Collected data:
========================

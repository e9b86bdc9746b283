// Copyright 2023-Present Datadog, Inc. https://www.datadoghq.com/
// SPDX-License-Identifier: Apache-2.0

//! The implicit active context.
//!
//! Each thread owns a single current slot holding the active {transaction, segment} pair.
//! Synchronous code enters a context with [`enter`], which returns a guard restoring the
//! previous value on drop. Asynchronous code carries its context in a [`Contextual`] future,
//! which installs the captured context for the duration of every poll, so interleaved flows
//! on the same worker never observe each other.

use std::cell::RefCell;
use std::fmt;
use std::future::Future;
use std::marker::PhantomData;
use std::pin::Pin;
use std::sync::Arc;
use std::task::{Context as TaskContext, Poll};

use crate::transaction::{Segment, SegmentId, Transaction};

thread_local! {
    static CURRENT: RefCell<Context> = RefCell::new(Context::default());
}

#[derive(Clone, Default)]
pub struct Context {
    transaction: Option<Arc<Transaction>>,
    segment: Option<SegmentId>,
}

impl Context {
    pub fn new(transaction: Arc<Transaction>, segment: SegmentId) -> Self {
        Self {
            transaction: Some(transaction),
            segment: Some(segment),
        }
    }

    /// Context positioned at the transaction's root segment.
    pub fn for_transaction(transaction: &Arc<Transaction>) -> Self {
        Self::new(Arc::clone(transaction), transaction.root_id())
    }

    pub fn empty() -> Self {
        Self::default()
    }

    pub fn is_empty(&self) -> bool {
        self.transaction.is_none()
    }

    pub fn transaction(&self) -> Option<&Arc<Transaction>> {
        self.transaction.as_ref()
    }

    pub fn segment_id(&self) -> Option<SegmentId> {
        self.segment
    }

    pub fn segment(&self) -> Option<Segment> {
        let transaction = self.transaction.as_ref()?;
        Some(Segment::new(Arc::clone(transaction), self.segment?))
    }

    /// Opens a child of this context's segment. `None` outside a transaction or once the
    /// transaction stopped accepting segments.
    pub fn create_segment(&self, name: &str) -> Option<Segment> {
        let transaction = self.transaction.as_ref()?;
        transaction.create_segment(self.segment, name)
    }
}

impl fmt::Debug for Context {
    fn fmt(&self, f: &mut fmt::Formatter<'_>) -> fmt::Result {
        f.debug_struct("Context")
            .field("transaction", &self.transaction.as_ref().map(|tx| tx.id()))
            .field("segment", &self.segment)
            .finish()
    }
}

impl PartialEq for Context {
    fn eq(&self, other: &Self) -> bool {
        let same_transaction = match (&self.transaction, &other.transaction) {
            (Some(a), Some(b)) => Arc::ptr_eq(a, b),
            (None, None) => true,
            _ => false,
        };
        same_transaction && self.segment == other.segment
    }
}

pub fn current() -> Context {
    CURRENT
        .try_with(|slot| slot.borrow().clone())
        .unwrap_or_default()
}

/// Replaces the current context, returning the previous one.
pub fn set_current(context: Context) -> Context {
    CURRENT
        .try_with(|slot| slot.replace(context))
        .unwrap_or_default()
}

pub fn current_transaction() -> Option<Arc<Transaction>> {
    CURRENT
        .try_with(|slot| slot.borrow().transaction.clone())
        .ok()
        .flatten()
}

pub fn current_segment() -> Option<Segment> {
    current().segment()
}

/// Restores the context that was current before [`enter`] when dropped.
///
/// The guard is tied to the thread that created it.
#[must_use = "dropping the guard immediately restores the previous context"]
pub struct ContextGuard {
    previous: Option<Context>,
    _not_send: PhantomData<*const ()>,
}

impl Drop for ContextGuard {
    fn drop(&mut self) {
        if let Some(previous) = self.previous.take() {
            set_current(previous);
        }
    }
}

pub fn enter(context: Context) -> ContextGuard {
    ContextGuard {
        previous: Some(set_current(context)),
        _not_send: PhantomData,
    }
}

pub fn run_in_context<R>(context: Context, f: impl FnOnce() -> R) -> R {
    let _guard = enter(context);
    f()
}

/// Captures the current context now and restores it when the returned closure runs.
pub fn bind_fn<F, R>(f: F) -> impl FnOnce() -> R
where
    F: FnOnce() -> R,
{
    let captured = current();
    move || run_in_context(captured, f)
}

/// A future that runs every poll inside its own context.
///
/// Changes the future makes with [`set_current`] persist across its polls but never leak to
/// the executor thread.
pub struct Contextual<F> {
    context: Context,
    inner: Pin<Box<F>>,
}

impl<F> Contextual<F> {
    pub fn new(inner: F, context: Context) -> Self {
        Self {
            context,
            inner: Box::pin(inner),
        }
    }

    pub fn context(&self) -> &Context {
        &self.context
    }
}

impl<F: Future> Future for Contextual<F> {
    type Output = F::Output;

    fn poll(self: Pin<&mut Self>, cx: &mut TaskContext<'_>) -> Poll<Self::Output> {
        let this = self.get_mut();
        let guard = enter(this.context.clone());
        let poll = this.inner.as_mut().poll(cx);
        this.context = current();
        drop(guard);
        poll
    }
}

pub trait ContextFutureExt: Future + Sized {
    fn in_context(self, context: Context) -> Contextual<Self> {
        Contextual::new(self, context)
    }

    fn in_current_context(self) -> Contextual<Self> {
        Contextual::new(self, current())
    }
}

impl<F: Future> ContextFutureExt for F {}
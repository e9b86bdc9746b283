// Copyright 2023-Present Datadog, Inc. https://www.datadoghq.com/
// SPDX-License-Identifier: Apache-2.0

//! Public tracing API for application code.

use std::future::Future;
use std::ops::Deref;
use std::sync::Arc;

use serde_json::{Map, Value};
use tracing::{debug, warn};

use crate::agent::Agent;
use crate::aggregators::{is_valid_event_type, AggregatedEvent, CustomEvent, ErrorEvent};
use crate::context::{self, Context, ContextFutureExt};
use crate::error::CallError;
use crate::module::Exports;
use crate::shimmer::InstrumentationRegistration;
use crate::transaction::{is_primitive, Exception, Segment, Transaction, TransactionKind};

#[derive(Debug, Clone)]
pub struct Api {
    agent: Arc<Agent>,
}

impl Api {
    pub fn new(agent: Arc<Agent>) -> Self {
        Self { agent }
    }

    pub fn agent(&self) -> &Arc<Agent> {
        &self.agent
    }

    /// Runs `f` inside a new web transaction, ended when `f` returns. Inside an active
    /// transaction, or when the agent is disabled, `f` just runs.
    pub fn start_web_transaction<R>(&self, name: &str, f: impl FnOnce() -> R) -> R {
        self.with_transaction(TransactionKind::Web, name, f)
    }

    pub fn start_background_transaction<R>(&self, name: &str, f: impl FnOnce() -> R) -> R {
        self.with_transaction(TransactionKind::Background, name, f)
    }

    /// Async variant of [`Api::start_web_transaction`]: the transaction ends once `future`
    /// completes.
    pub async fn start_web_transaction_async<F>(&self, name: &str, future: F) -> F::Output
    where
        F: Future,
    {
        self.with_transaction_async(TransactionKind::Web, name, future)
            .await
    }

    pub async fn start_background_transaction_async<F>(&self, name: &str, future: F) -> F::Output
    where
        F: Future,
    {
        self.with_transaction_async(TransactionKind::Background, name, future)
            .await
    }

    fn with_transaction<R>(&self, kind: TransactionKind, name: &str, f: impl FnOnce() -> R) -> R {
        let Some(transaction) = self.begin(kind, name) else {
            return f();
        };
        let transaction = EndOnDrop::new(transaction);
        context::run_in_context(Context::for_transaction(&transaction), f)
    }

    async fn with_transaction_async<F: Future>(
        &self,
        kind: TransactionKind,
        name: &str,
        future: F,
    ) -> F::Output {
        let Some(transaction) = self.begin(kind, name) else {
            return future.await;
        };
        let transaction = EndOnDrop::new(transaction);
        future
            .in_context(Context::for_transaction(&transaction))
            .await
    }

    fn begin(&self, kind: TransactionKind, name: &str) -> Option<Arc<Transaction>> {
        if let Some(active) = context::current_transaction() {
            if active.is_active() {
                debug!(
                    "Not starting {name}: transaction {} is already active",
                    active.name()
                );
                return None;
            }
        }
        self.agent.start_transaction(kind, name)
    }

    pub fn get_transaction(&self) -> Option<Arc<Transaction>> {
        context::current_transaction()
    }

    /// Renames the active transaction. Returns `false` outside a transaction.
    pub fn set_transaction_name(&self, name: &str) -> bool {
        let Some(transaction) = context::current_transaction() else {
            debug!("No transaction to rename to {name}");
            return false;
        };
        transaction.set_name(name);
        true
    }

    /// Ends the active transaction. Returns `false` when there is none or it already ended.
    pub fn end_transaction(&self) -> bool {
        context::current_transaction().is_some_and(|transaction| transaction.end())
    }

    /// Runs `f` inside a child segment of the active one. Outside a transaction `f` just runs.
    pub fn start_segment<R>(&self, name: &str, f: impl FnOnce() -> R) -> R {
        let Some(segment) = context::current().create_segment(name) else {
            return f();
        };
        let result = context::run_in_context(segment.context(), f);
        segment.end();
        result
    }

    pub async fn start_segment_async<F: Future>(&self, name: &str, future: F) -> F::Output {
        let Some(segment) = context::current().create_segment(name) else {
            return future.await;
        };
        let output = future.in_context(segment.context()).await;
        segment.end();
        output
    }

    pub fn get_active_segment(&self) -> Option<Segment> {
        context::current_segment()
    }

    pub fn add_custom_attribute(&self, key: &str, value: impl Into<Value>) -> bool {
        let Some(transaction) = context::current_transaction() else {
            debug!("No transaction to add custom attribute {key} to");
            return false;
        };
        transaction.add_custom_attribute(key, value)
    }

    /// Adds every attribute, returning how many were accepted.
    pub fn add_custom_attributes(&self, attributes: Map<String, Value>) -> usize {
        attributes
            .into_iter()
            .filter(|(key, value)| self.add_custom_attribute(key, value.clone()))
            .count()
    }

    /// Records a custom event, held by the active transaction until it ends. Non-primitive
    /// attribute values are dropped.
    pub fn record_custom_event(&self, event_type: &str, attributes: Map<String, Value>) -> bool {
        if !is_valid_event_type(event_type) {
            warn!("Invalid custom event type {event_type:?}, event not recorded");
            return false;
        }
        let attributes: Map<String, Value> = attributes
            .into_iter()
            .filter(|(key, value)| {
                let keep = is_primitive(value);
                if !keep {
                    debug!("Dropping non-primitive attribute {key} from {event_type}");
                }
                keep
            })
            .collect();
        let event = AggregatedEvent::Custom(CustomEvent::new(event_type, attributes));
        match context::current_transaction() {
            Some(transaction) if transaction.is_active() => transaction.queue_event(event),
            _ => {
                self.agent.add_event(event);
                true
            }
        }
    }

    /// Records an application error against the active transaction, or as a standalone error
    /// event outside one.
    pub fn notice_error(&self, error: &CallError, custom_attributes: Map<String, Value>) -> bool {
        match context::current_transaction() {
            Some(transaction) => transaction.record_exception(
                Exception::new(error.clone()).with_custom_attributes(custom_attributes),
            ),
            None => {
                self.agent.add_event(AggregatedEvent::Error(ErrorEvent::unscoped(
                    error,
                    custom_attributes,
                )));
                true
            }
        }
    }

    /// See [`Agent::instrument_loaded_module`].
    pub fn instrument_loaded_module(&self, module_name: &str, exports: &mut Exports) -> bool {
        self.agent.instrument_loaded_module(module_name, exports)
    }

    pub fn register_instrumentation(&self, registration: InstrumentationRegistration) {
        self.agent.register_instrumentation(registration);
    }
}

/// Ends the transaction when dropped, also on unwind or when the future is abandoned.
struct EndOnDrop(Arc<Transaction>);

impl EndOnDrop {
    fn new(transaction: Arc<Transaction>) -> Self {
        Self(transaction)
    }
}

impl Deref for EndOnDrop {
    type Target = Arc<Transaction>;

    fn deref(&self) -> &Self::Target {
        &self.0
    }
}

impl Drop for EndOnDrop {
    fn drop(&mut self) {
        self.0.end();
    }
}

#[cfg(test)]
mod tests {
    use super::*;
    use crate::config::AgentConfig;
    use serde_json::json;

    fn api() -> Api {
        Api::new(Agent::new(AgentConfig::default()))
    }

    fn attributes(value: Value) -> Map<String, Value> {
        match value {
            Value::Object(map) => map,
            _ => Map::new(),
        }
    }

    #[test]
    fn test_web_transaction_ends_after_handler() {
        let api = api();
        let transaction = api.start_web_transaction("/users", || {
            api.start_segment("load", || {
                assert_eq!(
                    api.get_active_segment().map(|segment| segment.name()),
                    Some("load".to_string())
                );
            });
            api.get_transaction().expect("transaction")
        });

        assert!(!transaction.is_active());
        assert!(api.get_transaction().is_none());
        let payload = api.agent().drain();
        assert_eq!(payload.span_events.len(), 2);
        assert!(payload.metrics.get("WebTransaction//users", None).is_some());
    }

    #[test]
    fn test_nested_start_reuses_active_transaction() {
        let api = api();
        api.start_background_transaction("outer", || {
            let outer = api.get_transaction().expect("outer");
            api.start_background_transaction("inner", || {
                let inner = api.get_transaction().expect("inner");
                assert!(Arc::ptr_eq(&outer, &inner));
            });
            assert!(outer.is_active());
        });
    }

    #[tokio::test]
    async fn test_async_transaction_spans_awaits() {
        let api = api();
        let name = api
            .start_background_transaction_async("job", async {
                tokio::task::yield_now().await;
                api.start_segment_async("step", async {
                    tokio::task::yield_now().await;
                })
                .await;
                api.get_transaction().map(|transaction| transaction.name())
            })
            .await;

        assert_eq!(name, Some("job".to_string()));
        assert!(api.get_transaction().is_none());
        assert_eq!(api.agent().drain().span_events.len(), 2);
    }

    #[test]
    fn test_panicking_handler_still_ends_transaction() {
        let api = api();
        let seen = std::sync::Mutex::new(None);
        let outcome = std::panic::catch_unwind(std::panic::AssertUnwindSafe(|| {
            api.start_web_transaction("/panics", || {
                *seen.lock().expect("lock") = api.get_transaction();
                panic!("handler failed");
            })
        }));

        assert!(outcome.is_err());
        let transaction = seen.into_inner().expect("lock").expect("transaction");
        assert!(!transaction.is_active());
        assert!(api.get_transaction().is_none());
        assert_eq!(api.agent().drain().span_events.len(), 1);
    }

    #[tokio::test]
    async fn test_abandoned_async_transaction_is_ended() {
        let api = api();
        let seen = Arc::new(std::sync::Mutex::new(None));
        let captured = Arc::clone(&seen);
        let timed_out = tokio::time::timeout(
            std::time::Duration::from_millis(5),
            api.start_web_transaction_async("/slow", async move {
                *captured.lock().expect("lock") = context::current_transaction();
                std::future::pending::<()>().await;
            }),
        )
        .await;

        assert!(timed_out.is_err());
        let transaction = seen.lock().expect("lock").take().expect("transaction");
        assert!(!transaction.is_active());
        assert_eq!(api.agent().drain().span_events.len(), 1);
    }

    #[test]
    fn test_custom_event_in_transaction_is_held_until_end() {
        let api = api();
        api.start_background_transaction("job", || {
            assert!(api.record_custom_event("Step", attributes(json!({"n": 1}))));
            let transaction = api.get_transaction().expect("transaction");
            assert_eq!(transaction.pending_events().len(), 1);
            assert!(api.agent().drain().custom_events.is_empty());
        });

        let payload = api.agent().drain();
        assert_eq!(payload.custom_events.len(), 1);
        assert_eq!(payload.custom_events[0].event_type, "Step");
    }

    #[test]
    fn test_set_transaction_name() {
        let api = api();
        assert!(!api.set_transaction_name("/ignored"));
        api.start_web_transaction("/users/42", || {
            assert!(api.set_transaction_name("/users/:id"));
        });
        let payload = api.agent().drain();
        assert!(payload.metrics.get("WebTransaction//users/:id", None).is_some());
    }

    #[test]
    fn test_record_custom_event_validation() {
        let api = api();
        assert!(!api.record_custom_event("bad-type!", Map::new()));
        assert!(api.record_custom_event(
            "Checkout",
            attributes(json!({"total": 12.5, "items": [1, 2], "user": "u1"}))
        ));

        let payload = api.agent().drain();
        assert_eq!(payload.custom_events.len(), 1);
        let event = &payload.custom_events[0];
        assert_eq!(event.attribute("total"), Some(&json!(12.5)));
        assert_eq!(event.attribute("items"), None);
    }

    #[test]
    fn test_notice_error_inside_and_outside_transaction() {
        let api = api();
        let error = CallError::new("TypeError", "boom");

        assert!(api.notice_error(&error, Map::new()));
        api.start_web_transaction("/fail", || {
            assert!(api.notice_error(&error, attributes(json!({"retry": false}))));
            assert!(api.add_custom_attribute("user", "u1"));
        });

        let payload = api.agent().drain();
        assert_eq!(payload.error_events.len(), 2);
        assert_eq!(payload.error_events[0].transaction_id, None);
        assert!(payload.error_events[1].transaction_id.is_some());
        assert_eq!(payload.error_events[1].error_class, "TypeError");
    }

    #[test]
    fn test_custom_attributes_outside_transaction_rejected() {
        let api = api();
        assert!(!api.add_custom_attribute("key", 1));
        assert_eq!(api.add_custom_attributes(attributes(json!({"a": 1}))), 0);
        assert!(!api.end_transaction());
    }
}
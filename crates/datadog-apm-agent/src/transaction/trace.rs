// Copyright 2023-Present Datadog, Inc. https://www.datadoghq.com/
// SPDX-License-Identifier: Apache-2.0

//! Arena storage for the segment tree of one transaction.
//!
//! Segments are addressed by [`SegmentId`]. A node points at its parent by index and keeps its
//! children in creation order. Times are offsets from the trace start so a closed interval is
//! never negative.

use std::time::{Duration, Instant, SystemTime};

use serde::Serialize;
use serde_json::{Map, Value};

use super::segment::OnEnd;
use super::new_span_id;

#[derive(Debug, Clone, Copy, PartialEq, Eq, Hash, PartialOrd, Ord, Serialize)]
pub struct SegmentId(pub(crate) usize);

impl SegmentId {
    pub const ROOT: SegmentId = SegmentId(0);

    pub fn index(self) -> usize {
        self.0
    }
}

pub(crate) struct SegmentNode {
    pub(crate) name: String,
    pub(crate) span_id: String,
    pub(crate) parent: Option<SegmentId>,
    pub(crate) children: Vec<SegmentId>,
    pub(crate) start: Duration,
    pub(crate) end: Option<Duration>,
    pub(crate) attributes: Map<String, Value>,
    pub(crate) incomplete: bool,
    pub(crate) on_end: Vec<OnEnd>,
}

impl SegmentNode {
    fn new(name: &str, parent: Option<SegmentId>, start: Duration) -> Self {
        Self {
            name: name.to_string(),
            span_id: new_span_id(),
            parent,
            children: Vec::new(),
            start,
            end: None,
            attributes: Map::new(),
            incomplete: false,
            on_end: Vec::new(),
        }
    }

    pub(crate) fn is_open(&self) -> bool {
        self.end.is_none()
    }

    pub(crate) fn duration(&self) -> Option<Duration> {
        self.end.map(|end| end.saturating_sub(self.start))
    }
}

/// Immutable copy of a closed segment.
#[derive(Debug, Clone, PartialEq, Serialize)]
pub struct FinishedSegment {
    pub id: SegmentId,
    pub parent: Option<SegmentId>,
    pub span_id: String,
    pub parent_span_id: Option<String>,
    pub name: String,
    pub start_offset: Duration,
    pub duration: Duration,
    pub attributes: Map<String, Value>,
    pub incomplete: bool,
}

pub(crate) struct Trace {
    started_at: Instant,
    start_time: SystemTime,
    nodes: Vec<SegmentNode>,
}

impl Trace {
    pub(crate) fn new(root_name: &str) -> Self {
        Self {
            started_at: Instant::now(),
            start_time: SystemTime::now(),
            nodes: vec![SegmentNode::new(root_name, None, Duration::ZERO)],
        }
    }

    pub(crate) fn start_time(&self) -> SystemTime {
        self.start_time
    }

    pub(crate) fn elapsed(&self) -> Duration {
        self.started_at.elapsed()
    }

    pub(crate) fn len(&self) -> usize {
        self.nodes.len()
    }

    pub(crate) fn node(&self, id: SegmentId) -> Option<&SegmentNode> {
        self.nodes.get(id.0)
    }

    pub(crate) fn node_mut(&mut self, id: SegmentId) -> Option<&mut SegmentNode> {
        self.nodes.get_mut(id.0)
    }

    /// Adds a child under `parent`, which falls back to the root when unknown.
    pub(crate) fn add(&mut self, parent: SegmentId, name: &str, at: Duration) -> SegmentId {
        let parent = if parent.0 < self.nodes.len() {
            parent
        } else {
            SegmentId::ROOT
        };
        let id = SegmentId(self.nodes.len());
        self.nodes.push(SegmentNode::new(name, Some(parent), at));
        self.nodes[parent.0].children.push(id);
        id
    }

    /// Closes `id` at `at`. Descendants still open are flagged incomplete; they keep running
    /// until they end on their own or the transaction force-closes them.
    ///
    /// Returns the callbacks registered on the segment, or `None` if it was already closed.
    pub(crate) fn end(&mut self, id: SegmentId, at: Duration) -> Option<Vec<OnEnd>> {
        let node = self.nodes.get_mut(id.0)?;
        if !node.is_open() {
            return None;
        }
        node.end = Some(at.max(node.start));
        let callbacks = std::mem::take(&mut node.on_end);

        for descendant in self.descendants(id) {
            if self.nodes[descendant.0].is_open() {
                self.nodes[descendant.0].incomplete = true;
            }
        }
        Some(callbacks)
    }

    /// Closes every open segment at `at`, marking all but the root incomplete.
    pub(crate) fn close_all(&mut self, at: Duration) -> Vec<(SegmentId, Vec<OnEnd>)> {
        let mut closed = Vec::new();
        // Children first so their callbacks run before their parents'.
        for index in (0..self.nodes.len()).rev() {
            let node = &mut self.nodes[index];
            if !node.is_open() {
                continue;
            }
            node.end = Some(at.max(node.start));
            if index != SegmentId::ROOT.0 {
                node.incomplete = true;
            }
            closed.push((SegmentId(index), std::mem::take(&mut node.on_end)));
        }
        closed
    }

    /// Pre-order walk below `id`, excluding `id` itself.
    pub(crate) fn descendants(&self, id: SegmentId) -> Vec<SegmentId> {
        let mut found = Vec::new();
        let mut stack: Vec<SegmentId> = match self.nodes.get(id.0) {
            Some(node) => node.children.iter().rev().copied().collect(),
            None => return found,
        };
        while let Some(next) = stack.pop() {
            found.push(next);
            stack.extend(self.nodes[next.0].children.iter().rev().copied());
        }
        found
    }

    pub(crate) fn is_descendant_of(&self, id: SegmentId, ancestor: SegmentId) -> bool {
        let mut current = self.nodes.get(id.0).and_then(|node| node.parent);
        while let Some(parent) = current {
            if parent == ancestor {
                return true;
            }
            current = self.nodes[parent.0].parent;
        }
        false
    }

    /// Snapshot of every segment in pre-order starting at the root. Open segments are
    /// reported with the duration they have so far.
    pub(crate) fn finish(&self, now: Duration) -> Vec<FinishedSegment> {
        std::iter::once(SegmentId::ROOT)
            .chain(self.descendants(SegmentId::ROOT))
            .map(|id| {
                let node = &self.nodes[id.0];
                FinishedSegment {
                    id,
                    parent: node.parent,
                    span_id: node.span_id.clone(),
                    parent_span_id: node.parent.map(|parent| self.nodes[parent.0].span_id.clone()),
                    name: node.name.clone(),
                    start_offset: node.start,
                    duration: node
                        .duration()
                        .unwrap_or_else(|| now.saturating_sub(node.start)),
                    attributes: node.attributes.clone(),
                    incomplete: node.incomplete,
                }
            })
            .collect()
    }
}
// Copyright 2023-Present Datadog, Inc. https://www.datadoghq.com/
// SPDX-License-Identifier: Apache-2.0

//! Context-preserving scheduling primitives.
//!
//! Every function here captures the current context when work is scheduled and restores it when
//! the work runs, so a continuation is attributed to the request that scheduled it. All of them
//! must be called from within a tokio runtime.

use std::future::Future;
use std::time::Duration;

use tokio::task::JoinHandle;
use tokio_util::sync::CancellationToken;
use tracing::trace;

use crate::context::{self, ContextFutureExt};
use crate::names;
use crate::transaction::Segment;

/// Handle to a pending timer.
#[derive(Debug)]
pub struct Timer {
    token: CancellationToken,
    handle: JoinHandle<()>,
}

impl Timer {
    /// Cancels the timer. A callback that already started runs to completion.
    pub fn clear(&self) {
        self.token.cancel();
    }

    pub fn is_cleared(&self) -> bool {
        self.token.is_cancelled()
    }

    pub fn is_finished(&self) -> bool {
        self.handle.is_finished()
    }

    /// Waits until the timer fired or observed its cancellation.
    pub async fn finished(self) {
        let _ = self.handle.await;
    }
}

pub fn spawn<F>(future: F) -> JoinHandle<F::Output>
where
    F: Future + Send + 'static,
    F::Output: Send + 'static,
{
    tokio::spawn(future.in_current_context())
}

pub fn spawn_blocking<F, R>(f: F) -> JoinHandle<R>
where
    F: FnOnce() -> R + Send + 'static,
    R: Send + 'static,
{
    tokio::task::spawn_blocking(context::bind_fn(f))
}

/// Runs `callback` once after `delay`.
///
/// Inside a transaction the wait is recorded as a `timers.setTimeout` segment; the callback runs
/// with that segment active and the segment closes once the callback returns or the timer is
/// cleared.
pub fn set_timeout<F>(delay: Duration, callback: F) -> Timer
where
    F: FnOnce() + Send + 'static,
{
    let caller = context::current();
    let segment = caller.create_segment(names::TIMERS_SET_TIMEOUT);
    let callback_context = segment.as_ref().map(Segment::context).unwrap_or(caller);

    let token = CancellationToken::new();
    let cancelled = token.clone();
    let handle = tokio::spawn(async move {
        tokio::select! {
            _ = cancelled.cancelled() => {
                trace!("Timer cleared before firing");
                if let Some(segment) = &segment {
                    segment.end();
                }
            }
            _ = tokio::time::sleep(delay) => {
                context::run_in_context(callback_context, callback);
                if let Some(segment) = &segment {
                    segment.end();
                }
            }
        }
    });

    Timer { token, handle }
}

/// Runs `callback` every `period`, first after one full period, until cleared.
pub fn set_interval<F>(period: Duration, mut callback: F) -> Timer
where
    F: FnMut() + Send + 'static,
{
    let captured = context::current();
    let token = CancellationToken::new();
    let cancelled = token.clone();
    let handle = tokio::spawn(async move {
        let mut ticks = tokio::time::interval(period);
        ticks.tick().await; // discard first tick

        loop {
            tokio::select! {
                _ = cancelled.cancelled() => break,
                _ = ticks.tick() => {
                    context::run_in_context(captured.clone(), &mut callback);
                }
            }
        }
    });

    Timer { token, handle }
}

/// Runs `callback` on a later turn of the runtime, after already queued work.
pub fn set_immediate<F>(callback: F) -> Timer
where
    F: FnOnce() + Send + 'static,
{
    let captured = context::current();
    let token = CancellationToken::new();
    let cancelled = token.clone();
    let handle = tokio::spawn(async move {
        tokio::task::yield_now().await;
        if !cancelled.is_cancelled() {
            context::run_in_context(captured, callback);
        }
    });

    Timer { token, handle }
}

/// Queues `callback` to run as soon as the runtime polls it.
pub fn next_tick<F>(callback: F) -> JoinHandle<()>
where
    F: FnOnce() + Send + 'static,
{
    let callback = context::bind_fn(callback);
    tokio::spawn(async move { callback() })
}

========================

Whenever a line above contains "field", copy that line.

▶ **Response to the exercise**:
            .field("transaction", &self.transaction.as_ref().map(|tx| tx.id()))
            .field("segment", &self.segment)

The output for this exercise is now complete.